Technology and the Economy
Technology is not our biggest problem in Nigeria. There is no doubt that technology can solve problems and take people out of poverty and that we need to get it into the hands of people. But we have a bigger problem to tackle in ensuring that people can afford whatever technology we are providing. We need to get about 50 million Nigerians out of poverty to even have a working economy that can support the fast adoption of technology.
He spoke about the need for interventions to ensure that the kids are not punished for being poor. We need to give kids in the public schools access to information that gives them the same opportunity as the kids in the private schools.
“Personally, I go into rural schools and set up computer labs for the kids. I’m also working to create a module that almost anybody can replicate” He mentioned
I would like the next set of programmers to come from Akwa Ibom, Edo, Ebonyi. Places where the cost of living is relatively low and we can establish small farms to groom young developers, designers and others to provide solutions.
“There is a large international market looking for affordable labor and we have a lot of young people without necessary skills for production. We need to bridge that gap”
Forward by Anakle
Printed on the wall of a yellow bright room are the words ‘Forward by Anakle’. Editi explains that it is a training program owned and run by some of the staff in the company to make their clients and partners attuned with digital, marketing, and technological skill needed to run their businesses and create an easier working experience with the company.
Open Doors and Inspired Spaces
“The day I become an ‘oga’, I’ll quit”.
He pointed at his white door that was closed only to ensure our interview went on without interruption, noting that it remains literally opened to allow every employee feel free to walk in and have a conversation. You are met with a burst of colours and busts of African historical figures as you walk into the office. The walls are made of glass, which asserts to the transparency the company holds as a value. With a live-in areas, games, and other forms of entertainment, the space is a reflection of the lively and brilliant team that Editi says are at the “top of the food chain in the industry”.
“Great spaces inspire great thinking” he said
From creating short form video content as part of marketing solutions for clients, the company created a division for filmmaking, releasing the critically acclaimed Up North in December 2018. To Editi, this is a response to a need he believes is vital for our progress as Africans.
He spoke about our knowledge and perception of the American culture as a deliberate effort by the Americans and believes we can do the same for ourselves by the stories we tell. We can train our children to think better of themselves, our country and continent by the stories we tell.
“Our mission at Anakle Films is to tell the next generation of African stories to the world and tell it well. No one can tell our story better than us.”
To facilitate this, they have invested in Animation and CGI studios to help the industry as a whole tell better African stories. With a rich culture and history going as far back as hundreds of years, it is important for our children and our journey that we own our stories and share it with the world in an excellent manner.
The End Game
“I can wake up one morning and lose all of this.

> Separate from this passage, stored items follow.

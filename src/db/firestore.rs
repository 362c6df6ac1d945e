// SPDX-License-Identifier: MIT
// Copyright 2026 Roland Dreier <roland@rolandd.dev>

//! Firestore-backed snapshot store.
//!
//! One diary document per user in the `users` collection. Reads and
//! writes go through the fluent API; the subscription stream is driven
//! by a change-polling task so the bridge sees the same
//! snapshot-in-delivery-order contract as with any other backend.

use std::time::Duration;

use async_trait::async_trait;
use tokio::sync::mpsc;

use crate::db::{collections, Snapshot, SnapshotStore, Subscription};
use crate::error::{AppError, Result};
use crate::models::DiaryDocument;

const CHANNEL_CAPACITY: usize = 16;

/// Firestore client wrapper.
#[derive(Clone)]
pub struct FirestoreStore {
    client: firestore::FirestoreDb,
    poll_interval: Duration,
}

impl FirestoreStore {
    /// Connect to Firestore.
    ///
    /// For local development with the emulator, set FIRESTORE_EMULATOR_HOST.
    pub async fn connect(project_id: &str, poll_interval: Duration) -> Result<Self> {
        // If the emulator environment variable is set, use an unauthenticated
        // connection to avoid local credential warnings and leakage.
        if std::env::var("FIRESTORE_EMULATOR_HOST").is_ok() {
            return Self::connect_emulator(project_id, poll_interval).await;
        }

        let client = firestore::FirestoreDb::new(project_id)
            .await
            .map_err(|e| AppError::Storage(format!("Failed to connect to Firestore: {}", e)))?;

        tracing::info!(project = project_id, "Connected to Firestore");

        Ok(Self {
            client,
            poll_interval,
        })
    }

    /// Connect to the emulator with unauthenticated access.
    async fn connect_emulator(project_id: &str, poll_interval: Duration) -> Result<Self> {
        tracing::info!("Using unauthenticated connection for Firestore Emulator");

        let token_source = gcloud_sdk::ExternalJwtFunctionSource::new(|| async {
            Ok(gcloud_sdk::Token {
                token_type: "Bearer".to_string(),
                token: gcloud_sdk::SecretValue::new(
                    "eyJhbGciOiJub25lIn0.eyJ1aWQiOiJ0ZXN0In0."
                        .to_string()
                        .into(),
                ),
                expiry: chrono::Utc::now() + chrono::Duration::hours(1),
            })
        });

        let options = firestore::FirestoreDbOptions::new(project_id.to_string());

        let client = firestore::FirestoreDb::with_options_token_source(
            options,
            gcloud_sdk::GCP_DEFAULT_SCOPES.clone(),
            gcloud_sdk::TokenSourceType::ExternalSource(Box::new(token_source)),
        )
        .await
        .map_err(|e| {
            AppError::Storage(format!("Failed to connect to Firestore Emulator: {}", e))
        })?;

        tracing::info!(
            project = project_id,
            "Connected to Firestore (Emulator/Unauthenticated)"
        );

        Ok(Self {
            client,
            poll_interval,
        })
    }

    /// Keys are URL-encoded so arbitrary usernames map to safe document ids.
    fn document_id(key: &str) -> String {
        urlencoding::encode(key).into_owned()
    }

    async fn read_document(&self, key: &str) -> Result<Option<DiaryDocument>> {
        self.client
            .fluent()
            .select()
            .by_id_in(collections::USERS)
            .obj()
            .one(&Self::document_id(key))
            .await
            .map_err(|e| AppError::Storage(e.to_string()))
    }
}

#[async_trait]
impl SnapshotStore for FirestoreStore {
    async fn subscribe(&self, key: &str) -> Result<Subscription> {
        let initial = self
            .read_document(key)
            .await
            .map_err(|e| AppError::SyncSubscribe(e.to_string()))?;

        let (tx, rx) = mpsc::channel(CHANNEL_CAPACITY);
        let snapshot = match &initial {
            Some(doc) => Snapshot::of(doc.clone()),
            None => Snapshot::absent(),
        };
        tx.send(snapshot)
            .await
            .map_err(|_| AppError::SyncSubscribe("subscriber channel closed".to_string()))?;

        let store = self.clone();
        let key = key.to_string();
        let poll = tokio::spawn(async move {
            let mut last = initial;
            loop {
                tokio::time::sleep(store.poll_interval).await;

                let current = match store.read_document(&key).await {
                    Ok(doc) => doc,
                    Err(e) => {
                        tracing::warn!(key = %key, error = %e, "Snapshot poll failed");
                        continue;
                    }
                };

                if current == last {
                    continue;
                }

                let snapshot = match &current {
                    Some(doc) => Snapshot::of(doc.clone()),
                    None => Snapshot::absent(),
                };
                if tx.send(snapshot).await.is_err() {
                    // Subscriber gone; stop polling.
                    break;
                }
                last = current;
            }
        });

        Ok(Subscription::new(rx, vec![poll]))
    }

    async fn write(&self, key: &str, doc: &DiaryDocument) -> Result<()> {
        let _: () = self
            .client
            .fluent()
            .update()
            .in_col(collections::USERS)
            .document_id(Self::document_id(key))
            .object(doc)
            .execute()
            .await
            .map_err(|e| AppError::SyncWrite(e.to_string()))?;

        tracing::debug!(key, count = doc.activities.len(), "Snapshot written");
        Ok(())
    }
}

The company could go bankrupt but my family will always be there”
Like every good parent, his desire is to ensure his child gets the best of his time, and his resources. Underscoring the need to create opportunities in poverty stricken areas, he notes that this desire extends to other children in the larger society to ensure that his own child is not a target to be eaten by his mates as he grows up.
“Family is the reason I do anything and my primary goal in life is to be the best father I can be to my child.”